Human sexuality is a broad concept encompassing a wide range of clinically relevant information and concerns. This learning material provides a systems perspective and discusses such environmental influences on human sexual development, behavior, and experience as heterosexism and ableism, religious and cultural mores regarding sexual activity and expression, body image, sexual trauma, exposure to pornography, heterosexism, and sex work. Detailed exploration of existing research around the effect of these environmental factors on sexual development aid clinicians in applying these concepts to clinical intervention. Case examples throughout this material present clinical considerations regarding these influences to guide social workers, psychologists, marriage and family therapists, and counselors in considering how their own clinical practice might incorporate this information to best support and serve clients.
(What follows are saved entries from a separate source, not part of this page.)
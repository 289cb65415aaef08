//! Natural-language search over indexed segments.

use super::{ScoredSegment, SearchIndex};
use crate::embedding::Embedder;
use crate::error::{KapitelError, Result};
use crate::generation::TextGenerator;
use crate::repository::VideoRepository;
use serde::{Deserialize, Serialize};
use std::collections::HashMap;
use std::sync::Arc;
use tracing::{debug, info, instrument, warn};

const QUERY_EXPANSION_SYSTEM_PROMPT: &str = "You are a search query optimizer. Expand the user's search query to include synonyms and related terms that would help find relevant content. Return only the expanded query, not an explanation.";

const DEFAULT_LIMIT: usize = 20;
const MAX_LIMIT: usize = 50;
const DEFAULT_MIN_SIMILARITY: f32 = 0.5;

/// Search scope.
#[derive(Debug, Clone, Copy, PartialEq, Eq, Default, Serialize, Deserialize)]
#[serde(rename_all = "lowercase")]
pub enum SearchScope {
    /// One video only.
    Video,
    /// All of the user's completed videos.
    #[default]
    Library,
}

/// A search request.
#[derive(Debug, Clone, Deserialize)]
#[serde(default)]
pub struct SearchRequest {
    /// Natural-language query (must be non-empty).
    pub query: String,
    /// Search scope.
    pub scope: SearchScope,
    /// Video to search within (required when scope is `video`).
    pub video_id: Option<String>,
    /// Maximum number of results (clamped to 1-50).
    pub limit: Option<usize>,
    /// Minimum similarity threshold (clamped to 0-1).
    pub min_similarity: Option<f32>,
    /// Expand the query with related terms before embedding.
    pub enhanced: bool,
}

impl Default for SearchRequest {
    fn default() -> Self {
        Self {
            query: String::new(),
            scope: SearchScope::Library,
            video_id: None,
            limit: None,
            min_similarity: None,
            enhanced: false,
        }
    }
}

impl SearchRequest {
    /// Create a library-scoped request with defaults.
    pub fn library(query: &str) -> Self {
        Self {
            query: query.to_string(),
            ..Self::default()
        }
    }

    /// Create a video-scoped request with defaults.
    pub fn video(query: &str, video_id: &str) -> Self {
        Self {
            query: query.to_string(),
            scope: SearchScope::Video,
            video_id: Some(video_id.to_string()),
            ..Self::default()
        }
    }
}

/// A single ranked search result.
#[derive(Debug, Clone, Serialize)]
pub struct SearchHit {
    pub segment_id: String,
    pub video_id: String,
    pub video_title: String,
    pub segment_title: String,
    pub segment_text: String,
    /// Segment start time in seconds.
    pub timestamp: f64,
    pub similarity: f32,
}

/// A complete search response.
#[derive(Debug, Clone, Serialize)]
pub struct SearchResponse {
    pub results: Vec<SearchHit>,
    /// The query as executed (after any expansion).
    pub query: String,
    pub count: usize,
    pub enhanced: bool,
}

/// Similarity search engine over a user's indexed segments.
pub struct SearchEngine {
    repository: Arc<dyn VideoRepository>,
    index: Arc<dyn SearchIndex>,
    embedder: Arc<dyn Embedder>,
    generator: Option<Arc<dyn TextGenerator>>,
}

impl SearchEngine {
    /// Create a search engine without query expansion support.
    pub fn new(
        repository: Arc<dyn VideoRepository>,
        index: Arc<dyn SearchIndex>,
        embedder: Arc<dyn Embedder>,
    ) -> Self {
        Self {
            repository,
            index,
            embedder,
            generator: None,
        }
    }

    /// Enable query expansion via a text generator.
    pub fn with_generator(mut self, generator: Arc<dyn TextGenerator>) -> Self {
        self.generator = Some(generator);
        self
    }

    /// Run a similarity search for one user.
    #[instrument(skip(self, request), fields(user_id = %user_id, scope = ?request.scope))]
    pub async fn search(&self, user_id: &str, request: SearchRequest) -> Result<SearchResponse> {
        let query = request.query.trim();
        if query.is_empty() {
            return Err(KapitelError::InvalidInput("Query must not be empty".into()));
        }
        if request.scope == SearchScope::Video && request.video_id.is_none() {
            return Err(KapitelError::InvalidInput(
                "video_id is required for video-scoped search".into(),
            ));
        }

        let limit = request.limit.unwrap_or(DEFAULT_LIMIT).clamp(1, MAX_LIMIT);
        let min_similarity = request
            .min_similarity
            .unwrap_or(DEFAULT_MIN_SIMILARITY)
            .clamp(0.0, 1.0);

        // Expansion is best-effort; the original query always survives
        let (effective_query, enhanced) = if request.enhanced {
            match self.expand_query(query).await {
                Some(expanded) => (format!("{} {}", query, expanded), true),
                None => (query.to_string(), false),
            }
        } else {
            (query.to_string(), false)
        };

        // Only completed videos owned by the requesting user are searchable
        let completed = self.repository.list_completed_videos(user_id).await?;
        let titles: HashMap<String, String> = completed
            .iter()
            .map(|v| (v.id.clone(), v.title.clone()))
            .collect();

        let video_ids: Vec<String> = match request.scope {
            SearchScope::Library => completed.iter().map(|v| v.id.clone()).collect(),
            SearchScope::Video => {
                let target = request.video_id.as_deref().unwrap_or_default();
                completed
                    .iter()
                    .filter(|v| v.id == target)
                    .map(|v| v.id.clone())
                    .collect()
            }
        };

        if video_ids.is_empty() {
            debug!("No searchable videos in scope");
            return Ok(SearchResponse {
                results: Vec::new(),
                query: effective_query,
                count: 0,
                enhanced,
            });
        }

        let query_embedding = self.embedder.embed(&effective_query).await?;

        let mut scored = self
            .index
            .scan(&query_embedding, &video_ids, min_similarity)
            .await
            .map_err(|e| {
                warn!("Index scan failed: {}", e);
                KapitelError::SearchFailed
            })?;

        // Stable sort keeps insertion/order_index order for equal scores
        scored.sort_by(|a, b| {
            b.similarity
                .partial_cmp(&a.similarity)
                .unwrap_or(std::cmp::Ordering::Equal)
        });
        scored.truncate(limit);

        let results: Vec<SearchHit> = scored
            .into_iter()
            .map(|s| to_hit(s, &titles))
            .collect();

        info!("Search returned {} results", results.len());

        Ok(SearchResponse {
            count: results.len(),
            results,
            query: effective_query,
            enhanced,
        })
    }

    /// Ask the text generator for synonym/related-term expansions.
    async fn expand_query(&self, query: &str) -> Option<String> {
        let generator = self.generator.as_ref()?;
        let user = format!("Expand this search query: \"{}\"", query);

        match generator.complete(QUERY_EXPANSION_SYSTEM_PROMPT, &user).await {
            Ok(expanded) => {
                let expanded = expanded.trim().to_string();
                if expanded.is_empty() {
                    None
                } else {
                    Some(expanded)
                }
            }
            Err(e) => {
                warn!("Query expansion failed, using original query: {}", e);
                None
            }
        }
    }
}

fn to_hit(scored: ScoredSegment, titles: &HashMap<String, String>) -> SearchHit {
    let video_title = titles
        .get(&scored.segment.video_id)
        .cloned()
        .unwrap_or_default();

    SearchHit {
        segment_id: scored.segment.segment_id.to_string(),
        video_id: scored.segment.video_id,
        video_title,
        segment_title: scored.segment.segment_title,
        segment_text: scored.segment.segment_text,
        timestamp: scored.segment.start_time,
        similarity: scored.similarity,
    }
}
Another vital topic for clinicians to understand when considering human sexuality concerns is sexually transmitted infections (STIs). STIs are common and affect both the people who contract them and people who know about or consider them in their own sexual behaviors and practices. This learning material explains symptoms, potential complications, prevention, and treatment of STIs so that when clinicians work with clients experiencing or concerned about STIs, they can effectively support them with prevention and/or treatment efforts. As STIs are often stigmatized and misunderstood, it is critical that clinicians provide evidence-based and nonjudgmental information and guidance rather than cultural myths that perpetuate stereotypes and even STI transmission. The case examples in this learning material help guide clinicians through appropriate clinical intervention, including ways to ask and talk about STIs with clients in a way that helps rather than harms.